**Entries supplied**
# # # #
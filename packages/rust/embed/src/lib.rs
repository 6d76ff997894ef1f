//! Embed Engine: chunk the synthesized guide, embed each chunk, and upsert
//! the resulting points into the vector store in bounded batches (§4.7).

mod chunk;

pub use chunk::{chunk_text, sanitize_chunk};

use std::path::Path;
use std::sync::Arc;

use llmsforge_governor::{CancellationCheck, StageLock, retry};
use llmsforge_shared::adapters::{EmbeddingProvider, VectorStoreProvider};
use llmsforge_shared::types::{PointPayload, VectorPoint, point_id};
use llmsforge_shared::{PipelineError, ProgressSink, Result};
use tracing::{instrument, warn};

/// Default chunking parameters (§4.7 step 4).
pub const DEFAULT_CHUNK_SIZE: usize = 1000;
pub const DEFAULT_CHUNK_OVERLAP: usize = 100;

pub struct EmbedOutcome {
    pub point_count: usize,
    pub collection: String,
}

/// Ensure `collection` exists with the right vector dimension, creating or
/// recreating it as needed (§4.7.1).
#[instrument(skip(store))]
async fn ensure_collection(
    store: &dyn VectorStoreProvider,
    collection: &str,
    dimension: usize,
) -> Result<()> {
    let info = store.collection_info(collection).await?;
    if !info.exists {
        store.create_collection(collection, dimension).await?;
        return Ok(());
    }
    if info.dimension != Some(dimension) {
        store.delete_collection(collection).await?;
        store.create_collection(collection, dimension).await?;
    }
    Ok(())
}

/// Run the Embed Engine (§4.7): acquire the stage lock, ensure the
/// collection, chunk and embed the summary file, and upsert the resulting
/// points in batches of `batch_size`.
#[allow(clippy::too_many_arguments)]
#[instrument(skip_all, fields(task_id, category))]
pub async fn embed_summary(
    task_id: &str,
    summary_path: &Path,
    category: &str,
    collection: &str,
    embedding_model: &str,
    batch_size: usize,
    embed_lock: &StageLock,
    embedder: Arc<dyn EmbeddingProvider>,
    store: Arc<dyn VectorStoreProvider>,
    progress: &dyn ProgressSink,
    cancellation: &dyn CancellationCheck,
) -> Result<EmbedOutcome> {
    let description = format!("embed stage lock for task {task_id}");
    let guard = retry(
        || async {
            embed_lock
                .try_acquire()
                .ok_or_else(|| PipelineError::transient("embed lock busy"))
        },
        llmsforge_governor::DEFAULT_MAX_ATTEMPTS,
        llmsforge_governor::DEFAULT_INITIAL_DELAY,
        &description,
        Some(task_id),
        Some(cancellation),
    )
    .await?;

    let dimension = embedder.dimension(embedding_model);
    ensure_collection(store.as_ref(), collection, dimension).await?;

    let text = tokio::fs::read_to_string(summary_path)
        .await
        .map_err(|e| PipelineError::io(summary_path, e))?;

    let source = summary_path.to_string_lossy().into_owned();
    let chunks = chunk_text(&text, DEFAULT_CHUNK_SIZE, DEFAULT_CHUNK_OVERLAP);

    let mut points: Vec<VectorPoint> = Vec::with_capacity(chunks.len());
    for (index, raw_chunk) in chunks.iter().enumerate() {
        let sanitized = sanitize_chunk(raw_chunk);
        if sanitized.is_empty() {
            continue;
        }
        match embedder.embed(embedding_model, &sanitized).await {
            Ok(vector) => {
                points.push(VectorPoint {
                    id: point_id(&source, index),
                    vector,
                    payload: PointPayload {
                        text: sanitized,
                        source: source.clone(),
                        chunk_index: index,
                        category: category.to_string(),
                    },
                });
            }
            Err(err) => {
                warn!(chunk_index = index, %err, "embed: chunk embedding failed, skipping");
            }
        }
    }

    let total_points = points.len();
    let effective_batch_size = batch_size.max(1);
    for batch in points.chunks(effective_batch_size) {
        if cancellation.is_cancelled() {
            return Err(PipelineError::cancelled(task_id.to_string()));
        }
        store.upsert(collection, batch.to_vec()).await?;
    }

    drop(guard);
    progress
        .report(
            task_id,
            &format!("Embed Stage: Upsert complete for {total_points} points."),
        )
        .await;

    Ok(EmbedOutcome {
        point_count: total_points,
        collection: collection.to_string(),
    })
}

#[cfg(test)]
mod tests {
    use super::*;
    use llmsforge_shared::SilentProgress;
    use llmsforge_shared::adapters::CollectionInfo;
    use std::sync::Mutex;
    use std::sync::atomic::{AtomicUsize, Ordering};

    struct FakeEmbedder {
        dim: usize,
    }
    #[async_trait::async_trait]
    impl EmbeddingProvider for FakeEmbedder {
        async fn embed(&self, _model: &str, text: &str) -> Result<Vec<f32>> {
            Ok(vec![text.len() as f32; self.dim])
        }
        fn dimension(&self, _model: &str) -> usize {
            self.dim
        }
    }

    struct FailingEmbedder;
    #[async_trait::async_trait]
    impl EmbeddingProvider for FailingEmbedder {
        async fn embed(&self, _model: &str, _text: &str) -> Result<Vec<f32>> {
            Err(PipelineError::external_fatal("embedding provider down"))
        }
        fn dimension(&self, _model: &str) -> usize {
            768
        }
    }

    #[derive(Default)]
    struct FakeStore {
        dimension: Mutex<Option<usize>>,
        created: AtomicUsize,
        recreated: AtomicUsize,
        upserted: Mutex<Vec<VectorPoint>>,
        batch_calls: AtomicUsize,
    }

    #[async_trait::async_trait]
    impl VectorStoreProvider for FakeStore {
        async fn collection_info(&self, _name: &str) -> Result<CollectionInfo> {
            let dim = *self.dimension.lock().unwrap();
            Ok(CollectionInfo {
                exists: dim.is_some(),
                dimension: dim,
            })
        }

        async fn create_collection(&self, _name: &str, dimension: usize) -> Result<()> {
            *self.dimension.lock().unwrap() = Some(dimension);
            self.created.fetch_add(1, Ordering::SeqCst);
            Ok(())
        }

        async fn delete_collection(&self, _name: &str) -> Result<()> {
            *self.dimension.lock().unwrap() = None;
            self.recreated.fetch_add(1, Ordering::SeqCst);
            Ok(())
        }

        async fn upsert(&self, _name: &str, points: Vec<VectorPoint>) -> Result<()> {
            self.batch_calls.fetch_add(1, Ordering::SeqCst);
            self.upserted.lock().unwrap().extend(points);
            Ok(())
        }
    }

    struct NeverCancelled;
    impl CancellationCheck for NeverCancelled {
        fn is_cancelled(&self) -> bool {
            false
        }
    }

    struct AlwaysCancelled;
    impl CancellationCheck for AlwaysCancelled {
        fn is_cancelled(&self) -> bool {
            true
        }
    }

    #[tokio::test]
    async fn embed_summary_creates_collection_and_upserts_points() {
        let dir = tempfile::tempdir().unwrap();
        let summary_path = dir.path().join("t-1-summary.md");
        tokio::fs::write(&summary_path, "a".repeat(2500)).await.unwrap();

        let lock = StageLock::new();
        let store = Arc::new(FakeStore::default());
        let outcome = embed_summary(
            "t-1",
            &summary_path,
            "notes",
            "llmsforge_docs",
            "text-embedding-3-small",
            100,
            &lock,
            Arc::new(FakeEmbedder { dim: 1536 }),
            store.clone(),
            &SilentProgress,
            &NeverCancelled,
        )
        .await
        .unwrap();

        assert!(outcome.point_count > 0);
        assert_eq!(store.created.load(Ordering::SeqCst), 1);
        assert_eq!(store.upserted.lock().unwrap().len(), outcome.point_count);
        assert!(lock.try_acquire().is_some());
    }

    #[tokio::test]
    async fn embed_summary_recreates_collection_on_dimension_mismatch() {
        let dir = tempfile::tempdir().unwrap();
        let summary_path = dir.path().join("t-1-summary.md");
        tokio::fs::write(&summary_path, "hello world").await.unwrap();

        let store = Arc::new(FakeStore::default());
        *store.dimension.lock().unwrap() = Some(768);
        let lock = StageLock::new();

        embed_summary(
            "t-1",
            &summary_path,
            "notes",
            "llmsforge_docs",
            "text-embedding-3-small",
            100,
            &lock,
            Arc::new(FakeEmbedder { dim: 1536 }),
            store.clone(),
            &SilentProgress,
            &NeverCancelled,
        )
        .await
        .unwrap();

        assert_eq!(store.recreated.load(Ordering::SeqCst), 1);
        assert_eq!(store.created.load(Ordering::SeqCst), 1);
        assert_eq!(*store.dimension.lock().unwrap(), Some(1536));
    }

    #[tokio::test]
    async fn embed_summary_skips_per_chunk_failures_without_failing_stage() {
        let dir = tempfile::tempdir().unwrap();
        let summary_path = dir.path().join("t-1-summary.md");
        tokio::fs::write(&summary_path, "some content").await.unwrap();

        let lock = StageLock::new();
        let store = Arc::new(FakeStore::default());
        let outcome = embed_summary(
            "t-1",
            &summary_path,
            "notes",
            "llmsforge_docs",
            "text-embedding-3-small",
            100,
            &lock,
            Arc::new(FailingEmbedder),
            store.clone(),
            &SilentProgress,
            &NeverCancelled,
        )
        .await
        .unwrap();

        assert_eq!(outcome.point_count, 0);
        assert!(store.upserted.lock().unwrap().is_empty());
    }

    #[tokio::test]
    async fn embed_summary_batches_upsert_and_checks_cancellation_between_batches() {
        let dir = tempfile::tempdir().unwrap();
        let summary_path = dir.path().join("t-1-summary.md");
        tokio::fs::write(&summary_path, "x".repeat(3500)).await.unwrap();

        let lock = StageLock::new();
        let store = Arc::new(FakeStore::default());
        let outcome = embed_summary(
            "t-1",
            &summary_path,
            "notes",
            "llmsforge_docs",
            "text-embedding-3-small",
            1,
            &lock,
            Arc::new(FakeEmbedder { dim: 8 }),
            store.clone(),
            &SilentProgress,
            &NeverCancelled,
        )
        .await
        .unwrap();

        assert_eq!(store.batch_calls.load(Ordering::SeqCst), outcome.point_count);
    }

    #[tokio::test]
    async fn embed_summary_aborts_when_cancelled_before_upsert_batches() {
        let dir = tempfile::tempdir().unwrap();
        let summary_path = dir.path().join("t-1-summary.md");
        tokio::fs::write(&summary_path, "x".repeat(3500)).await.unwrap();

        let lock = StageLock::new();
        let store = Arc::new(FakeStore::default());
        let err = embed_summary(
            "t-1",
            &summary_path,
            "notes",
            "llmsforge_docs",
            "text-embedding-3-small",
            1,
            &lock,
            Arc::new(FakeEmbedder { dim: 8 }),
            store.clone(),
            &SilentProgress,
            &AlwaysCancelled,
        )
        .await
        .unwrap_err();

        assert!(err.is_cancellation());
    }

    #[tokio::test]
    async fn embed_summary_produces_stable_point_ids_across_runs() {
        let dir = tempfile::tempdir().unwrap();
        let summary_path = dir.path().join("t-1-summary.md");
        tokio::fs::write(&summary_path, "stable content for point ids").await.unwrap();

        let lock_a = StageLock::new();
        let store_a = Arc::new(FakeStore::default());
        let outcome_a = embed_summary(
            "t-1",
            &summary_path,
            "notes",
            "llmsforge_docs",
            "text-embedding-3-small",
            100,
            &lock_a,
            Arc::new(FakeEmbedder { dim: 8 }),
            store_a.clone(),
            &SilentProgress,
            &NeverCancelled,
        )
        .await
        .unwrap();

        let lock_b = StageLock::new();
        let store_b = Arc::new(FakeStore::default());
        let outcome_b = embed_summary(
            "t-1",
            &summary_path,
            "notes",
            "llmsforge_docs",
            "text-embedding-3-small",
            100,
            &lock_b,
            Arc::new(FakeEmbedder { dim: 8 }),
            store_b.clone(),
            &SilentProgress,
            &NeverCancelled,
        )
        .await
        .unwrap();

        assert_eq!(outcome_a.point_count, outcome_b.point_count);
        let ids_a: Vec<_> = store_a.upserted.lock().unwrap().iter().map(|p| p.id).collect();
        let ids_b: Vec<_> = store_b.upserted.lock().unwrap().iter().map(|p| p.id).collect();
        assert_eq!(ids_a, ids_b);
    }
}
# # # #
**Problem details**
Return only the number of lines in the data that contain "source".

**Written response**
3